Omelia di Papa Francesco del 6 ottobre 2016 – Apriamoci allo Spirito Santo per non diventare stolti

Papa Francesco nella Messa celebrata oggi, 6 ottobre 2016 a Casa Santa Marta, ha centrato la sua omelia sullo Spirito Santo, vero motore della Chiesa, e su tre atteggiamenti che ognuno di noi può avere di fronte alla Sua azione. Il primo è quello di dare peso esclusivo alla Legge, chiusi nelle prescrizioni. Il secondo è quello della tiepidezza, che ci fa cadere nella mediocrità cristiana; il terzo è quello dell’apertura, lasciando che lo Spirito ci porti avanti. Apriamoci allo Spirito – ha concluso il Santo Padre – “perché Lui ci porti avanti con la gioia del Vangelo e ci faccia capire la dottrina di Gesù, la vera dottrina, quella che non incanta, quella che non ci fa stolti”.

Questa è la trascrizione:

“E questo attaccamento alla Legge fa ignorare lo Spirito Santo. Non lascia che la forza della redenzione di Cristo venga avanti con lo Spirito Santo. Ignora; solo la Legge.  E’ vero ci sono i Comandamenti e noi dobbiamo seguire i Comandamenti; ma sempre dalla grazia di questo dono grande che ci ha dato il Padre, suo Figlio, è il dono dello Spirito Santo. E così si capisce la Legge. Ma non ridurre lo Spirito e il Figlio alla Legge. Questo era il problema di questa gente: ignoravano lo Spirito Santo e non sapevano andare avanti. Chiusi, chiusi nelle prescrizioni: si deve fare questo, si deve fare quell’altro. Alle volte, a noi, può succedere di cadere in questa tentazione”.
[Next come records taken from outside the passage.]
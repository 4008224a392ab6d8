//! Five-Element Bureau (五行局) derivation.

use std::fmt;

use serde::Serialize;

use crate::error::ZiweiError;
use crate::stem_branch::StemBranch;
use crate::tables::BUREAU_TABLE;

/// The five elements as they name a bureau.
#[derive(Debug, Clone, Copy, PartialEq, Eq, Hash, Serialize)]
#[serde(rename_all = "snake_case")]
pub enum Element {
    Water,
    Wood,
    Metal,
    Earth,
    Fire,
}

impl Element {
    pub const fn name(self) -> &'static str {
        match self {
            Self::Water => "水",
            Self::Wood => "木",
            Self::Metal => "金",
            Self::Earth => "土",
            Self::Fire => "火",
        }
    }
}

/// Five-Element Bureau. The numeric value (2..=6) drives 紫微 placement
/// and the starting age of the first decade limit.
#[derive(Debug, Clone, Copy, PartialEq, Eq, Hash, PartialOrd, Ord)]
pub enum Bureau {
    Water2,
    Wood3,
    Metal4,
    Earth5,
    Fire6,
}

/// All bureaus in ascending value order.
pub const ALL_BUREAUS: [Bureau; 5] = [
    Bureau::Water2,
    Bureau::Wood3,
    Bureau::Metal4,
    Bureau::Earth5,
    Bureau::Fire6,
];

impl Bureau {
    /// Bureau number in 2..=6.
    pub const fn value(self) -> u8 {
        self as u8 + 2
    }

    pub fn from_value(value: u8) -> Option<Self> {
        match value {
            2 => Some(Self::Water2),
            3 => Some(Self::Wood3),
            4 => Some(Self::Metal4),
            5 => Some(Self::Earth5),
            6 => Some(Self::Fire6),
            _ => None,
        }
    }

    pub const fn element(self) -> Element {
        match self {
            Self::Water2 => Element::Water,
            Self::Wood3 => Element::Wood,
            Self::Metal4 => Element::Metal,
            Self::Earth5 => Element::Earth,
            Self::Fire6 => Element::Fire,
        }
    }

    /// Traditional name (水二局 …).
    pub const fn name(self) -> &'static str {
        match self {
            Self::Water2 => "水二局",
            Self::Wood3 => "木三局",
            Self::Metal4 => "金四局",
            Self::Earth5 => "土五局",
            Self::Fire6 => "火六局",
        }
    }
}

impl fmt::Display for Bureau {
    fn fmt(&self, f: &mut fmt::Formatter<'_>) -> fmt::Result {
        f.write_str(self.name())
    }
}

#[derive(Serialize)]
struct BureauRepr {
    element: Element,
    value: u8,
    name: &'static str,
}

impl Serialize for Bureau {
    fn serialize<S: serde::Serializer>(&self, serializer: S) -> Result<S::Ok, S::Error> {
        BureauRepr {
            element: self.element(),
            value: self.value(),
            name: self.name(),
        }
        .serialize(serializer)
    }
}

/// Bureau of the Life Palace stem-branch.
///
/// Stems pair as (甲乙)(丙丁)(戊己)(庚辛)(壬癸); branches pair as (子丑)(寅卯)
/// (辰巳) and repeat from 午. A table value outside 2..=6 is reported as a
/// configuration error.
pub fn derive_bureau(life_palace: StemBranch) -> Result<Bureau, ZiweiError> {
    let stem_pair = (life_palace.stem().index() / 2) as usize;
    let branch_group = (life_palace.branch().index() / 2 % 3) as usize;
    let value = BUREAU_TABLE
        .get(stem_pair)
        .and_then(|row| row.get(branch_group))
        .copied()
        .ok_or(ZiweiError::OutOfRange("bureau table index"))?;
    let bureau = Bureau::from_value(value).ok_or_else(|| {
        ZiweiError::configuration(format!(
            "bureau table yields {value} for {life_palace}, expected 2..=6"
        ))
    })?;
    tracing::debug!(%life_palace, bureau = %bureau, "derived bureau");
    Ok(bureau)
}
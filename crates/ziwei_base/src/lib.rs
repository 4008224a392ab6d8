//! Calendar and placement primitives for Zhongzhou (中州派) Ziwei charts.
//!
//! This crate provides:
//! - Sexagenary year and double-hour resolution
//! - Life / Body palace and Five-Element Bureau derivation
//! - Major, auxiliary, malefic and minor star placement
//! - Major-star brightness (廟旺平陷)
//! - The four transformations, decade limits (大限) and annual limits (小限)
//! - The 長生 and 博士 twelve-star rings
//!
//! Every function is a pure lookup over the versioned tables in [`tables`].

pub mod auxiliary;
pub mod birth;
pub mod brightness;
pub mod bureau;
pub mod calendar;
pub mod error;
pub mod life_stage;
pub mod limits;
pub mod palace;
pub mod placement;
pub mod scholar;
pub mod star;
pub mod stem_branch;
pub mod tables;
pub mod transformation;

pub use auxiliary::{AuxiliaryInputs, place_auxiliary_stars, place_auxiliary_stars_with};
pub use birth::{BirthInput, Gender, MAX_YEAR, MIN_YEAR};
pub use brightness::{Brightness, star_brightness};
pub use bureau::{ALL_BUREAUS, Bureau, Element, derive_bureau};
pub use calendar::{
    SEXAGENARY_EPOCH_YEAR, hour_window_start, palace_stem, palace_stem_branch,
    resolve_hour_branch, resolve_year_stem_branch,
};
pub use error::{ErrorKind, ZiweiError};
pub use life_stage::{ALL_LIFE_STAGES, LifeStage, life_stages_by_branch};
pub use limits::{
    ANNUAL_LIMIT_COUNT, AnnualLimit, DECADE_COUNT, DECADE_SPAN_YEARS, DecadeLimit,
    LimitDirection, annual_limit_for_age, annual_limits, decade_limit_for_age, decade_limits,
};
pub use palace::{
    ALL_PALACE_ROLES, MONTH_ONE_BRANCH, PalaceRole, derive_body_palace_branch,
    derive_life_palace_branch,
};
pub use placement::{
    AnchorPlacement, StarMap, find_star, merge_star_maps, place_major_stars,
    place_ziwei_and_tianfu, tianfu_from_ziwei,
};
pub use scholar::{ALL_SCHOLAR_DEITIES, ScholarDeity, scholar_deities_by_branch};
pub use star::{
    ALL_STARS, ALL_TRANSFORMATIONS, MAJOR_STARS, MALEFIC_STARS, STAR_COUNT, StarClass, StarId,
    StarInstance, Transformation,
};
pub use stem_branch::{ALL_BRANCHES, ALL_STEMS, Branch, Stem, StemBranch};
pub use tables::TABLE_VERSION;
pub use transformation::{apply_transformations, resolve_transformations};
“Perché le ideologie incantano; e così Paolo incomincia, qui: ‘Stolti Galati, chi vi ha incantati?’. Quelli che predicano con ideologie:  è tutto giusto! Incantano: tutto chiaro! Ma guarda la rivelazione di Dio non è chiara, eh? La rivelazione di Dio la si trova ogni giorno in più, in più; in cammino sempre. E’ chiara? Sì! Chiarissima! E’ Lui, ma noi dobbiamo trovarla in cammino. E quelli che credono che hanno tutta la verità in mano non sono ignoranti, Paolo dice di più: ‘Stolti!’. Che si sono lasciati incantare”.
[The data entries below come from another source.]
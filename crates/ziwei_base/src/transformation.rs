//! Four transformations (四化) by year stem.

use crate::error::ZiweiError;
use crate::placement::StarMap;
use crate::star::{StarId, Transformation};
use crate::stem_branch::Stem;
use crate::tables::{TRANSFORMATION_COLUMNS, TRANSFORMATION_TABLE};

/// The 祿, 權, 科, 忌 stars for a year stem, in that order.
pub fn resolve_transformations(year_stem: Stem) -> [(StarId, Transformation); 4] {
    let row = TRANSFORMATION_TABLE[year_stem.index() as usize];
    std::array::from_fn(|i| (row[i], TRANSFORMATION_COLUMNS[i]))
}

/// Tag the placed stars with the transformations of `year_stem`.
///
/// Every star named by the table must already be in `map`; a missing one
/// means the placement stages and the table disagree.
pub fn apply_transformations(map: &mut StarMap, year_stem: Stem) -> Result<(), ZiweiError> {
    for (star, transformation) in resolve_transformations(year_stem) {
        let instance = map
            .values_mut()
            .flat_map(|stars| stars.iter_mut())
            .find(|s| s.star == star)
            .ok_or_else(|| {
                ZiweiError::configuration(format!(
                    "{year_stem} year {transformation} targets {star}, which is not placed"
                ))
            })?;
        instance.tag(transformation);
    }
    tracing::debug!(%year_stem, "applied transformations");
    Ok(())
}
//! Rule evaluation against an assembled chart.
//!
//! A rule matches when every required star is present, every required
//! transformation is carried by a star, and no excluded star appears
//! anywhere in the chart. Required stars and transformations are looked up
//! across the whole chart unless the condition selects a palace by role
//! and/or branch; when both selectors are given they must name the same
//! palace. A [`StarRelation`] further requires the required stars to share
//! one palace group.

use serde::Serialize;

use ziwei_base::{PalaceRole, StarId};
use ziwei_chart::{ChartLayer, PalaceState};

use crate::rule::{Condition, ConsensusLabel, Interpretation, Rule, StarRelation};
use crate::scoring::{MatchScorer, ScoringPolicy};

/// Evaluator options.
#[derive(Debug, Clone, Copy, PartialEq, Default, Serialize)]
pub struct EvaluatorConfig {
    pub scoring: ScoringPolicy,
}

/// Outcome of one rule against one chart.
#[derive(Debug, Clone, PartialEq, Serialize)]
#[serde(rename_all = "camelCase")]
pub struct RuleMatchResult {
    pub rule_id: String,
    pub rule_name: String,
    pub matched: bool,
    /// 0 for unmatched rules.
    pub score: f64,
    /// The rule's recorded confidence; breaks score ties when ranking.
    pub confidence: f64,
    pub consensus_label: ConsensusLabel,
    pub dimension_tags: Vec<String>,
    /// Stars that satisfied required-star and transformation constraints.
    pub relevant_stars: Vec<StarId>,
    /// Palaces holding those stars, or the scoped palace.
    pub relevant_palaces: Vec<PalaceRole>,
    pub interpretation: Interpretation,
}

/// Evaluate every rule with the default configuration.
pub fn evaluate<'r>(
    chart: &ChartLayer,
    rules: impl IntoIterator<Item = &'r Rule>,
) -> Vec<RuleMatchResult> {
    evaluate_with(chart, rules, &EvaluatorConfig::default())
}

/// Evaluate every rule. Results follow rule order, one per rule.
pub fn evaluate_with<'r>(
    chart: &ChartLayer,
    rules: impl IntoIterator<Item = &'r Rule>,
    config: &EvaluatorConfig,
) -> Vec<RuleMatchResult> {
    evaluate_with_scorer(chart, rules, &config.scoring)
}

/// Evaluate every rule with a caller-supplied scorer.
pub fn evaluate_with_scorer<'r>(
    chart: &ChartLayer,
    rules: impl IntoIterator<Item = &'r Rule>,
    scorer: &dyn MatchScorer,
) -> Vec<RuleMatchResult> {
    let results: Vec<_> = rules
        .into_iter()
        .map(|rule| evaluate_rule(chart, rule, scorer))
        .collect();
    tracing::debug!(
        rules = results.len(),
        matched = results.iter().filter(|r| r.matched).count(),
        "evaluated rules"
    );
    results
}

/// Evaluate a single rule.
pub fn evaluate_rule(
    chart: &ChartLayer,
    rule: &Rule,
    scorer: &dyn MatchScorer,
) -> RuleMatchResult {
    let found = rule
        .condition
        .as_ref()
        .and_then(|condition| match_condition(chart, condition).map(|m| (condition, m)));
    let (matched, score, relevant_stars, relevant_palaces) = match found {
        Some((condition, m)) => (
            true,
            scorer.score(rule, condition).clamp(0.0, 1.0),
            m.stars,
            m.palaces,
        ),
        None => (false, 0.0, Vec::new(), Vec::new()),
    };
    RuleMatchResult {
        rule_id: rule.id.clone(),
        rule_name: rule.name.clone(),
        matched,
        score,
        confidence: rule.confidence(),
        consensus_label: rule.consensus_label,
        dimension_tags: rule.dimension_tags().to_vec(),
        relevant_stars,
        relevant_palaces,
        interpretation: rule.interpretation.clone(),
    }
}

struct ConditionMatch {
    stars: Vec<StarId>,
    palaces: Vec<PalaceRole>,
}

fn scope<'c>(chart: &'c ChartLayer, condition: &Condition) -> Vec<&'c PalaceState> {
    match (condition.palace, condition.palace_branch) {
        (None, None) => chart.palaces().iter().collect(),
        (Some(role), None) => vec![chart.palace(role)],
        (None, Some(branch)) => vec![chart.palace_at(branch)],
        (Some(role), Some(branch)) => {
            let palace = chart.palace(role);
            if palace.branch == branch {
                vec![palace]
            } else {
                Vec::new()
            }
        }
    }
}

/// Where each required star sits. With a relation, the stars must all fall
/// in the group of one anchor palace taken from `scope`.
fn required_star_holders<'c>(
    chart: &'c ChartLayer,
    condition: &Condition,
    scope: &[&'c PalaceState],
) -> Option<Vec<(StarId, &'c PalaceState)>> {
    let within = |region: &[&'c PalaceState]| {
        condition
            .required_stars()
            .iter()
            .map(|&star| {
                region
                    .iter()
                    .copied()
                    .find(|p| p.has_star(star))
                    .map(|p| (star, p))
            })
            .collect::<Option<Vec<_>>>()
    };
    match condition.relation {
        None => within(scope),
        Some(relation) => scope
            .iter()
            .find_map(|anchor| within(&relation_group(chart, anchor, relation))),
    }
}

fn relation_group<'c>(
    chart: &'c ChartLayer,
    anchor: &PalaceState,
    relation: StarRelation,
) -> Vec<&'c PalaceState> {
    relation
        .offsets()
        .iter()
        .map(|&steps| chart.palace_at(anchor.branch.offset(steps)))
        .collect()
}

fn match_condition(chart: &ChartLayer, condition: &Condition) -> Option<ConditionMatch> {
    if condition
        .excluded_stars()
        .iter()
        .any(|&star| chart.palaces().iter().any(|p| p.has_star(star)))
    {
        return None;
    }
    let palaces = scope(chart, condition);
    if palaces.is_empty() {
        return None;
    }

    let mut stars = Vec::new();
    let mut roles = Vec::new();
    let mut note = |star: StarId, palace: &PalaceState| {
        if !stars.contains(&star) {
            stars.push(star);
        }
        if !roles.contains(&palace.role) {
            roles.push(palace.role);
        }
    };

    for (star, palace) in required_star_holders(chart, condition, &palaces)? {
        note(star, palace);
    }
    for req in condition.required_transformations() {
        let (palace, instance) = palaces.iter().copied().find_map(|p| {
            p.stars
                .iter()
                .find(|s| {
                    req.star.is_none_or(|star| s.star == star)
                        && s.has_transformation(req.transformation)
                })
                .map(|s| (p, s))
        })?;
        note(instance.star, palace);
    }

    if condition.is_scoped() {
        for p in &palaces {
            if !roles.contains(&p.role) {
                roles.push(p.role);
            }
        }
    }
    roles.sort();
    Some(ConditionMatch {
        stars,
        palaces: roles,
    })
}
“Noi ci possiamo domandare oggi, in un momento della giornata, io ignoro lo Spirito Santo? E so che se vado a Messa la domenica, se faccio questo, se faccio questo è sufficiente? Secondo: la mia vita è una vita a metà, tiepida, che rattrista lo Spirito Santo e non lascia in me la forza di andare avanti, di aprirmi o finalmente la mia vita è una preghiera continua per aprirsi allo Spirito Santo, perché Lui mi porti avanti con la gioia del Vangelo e mi faccia capire la dottrina di Gesù, la vera dottrina, quella che non incanta, quella che non ci fa stolti, ma la vera? E ci faccia capire dove c’è la nostra debolezza, quella che rattrista Lui; e ci porti avanti, portando avanti anche il nome di Gesù agli altri e insegnando la strada della salvezza. Che il Signore ci dia questa grazia: aprirci allo Spirito Santo per non diventare stolti, incantati né uomini e donne che rattristano lo Spirito”.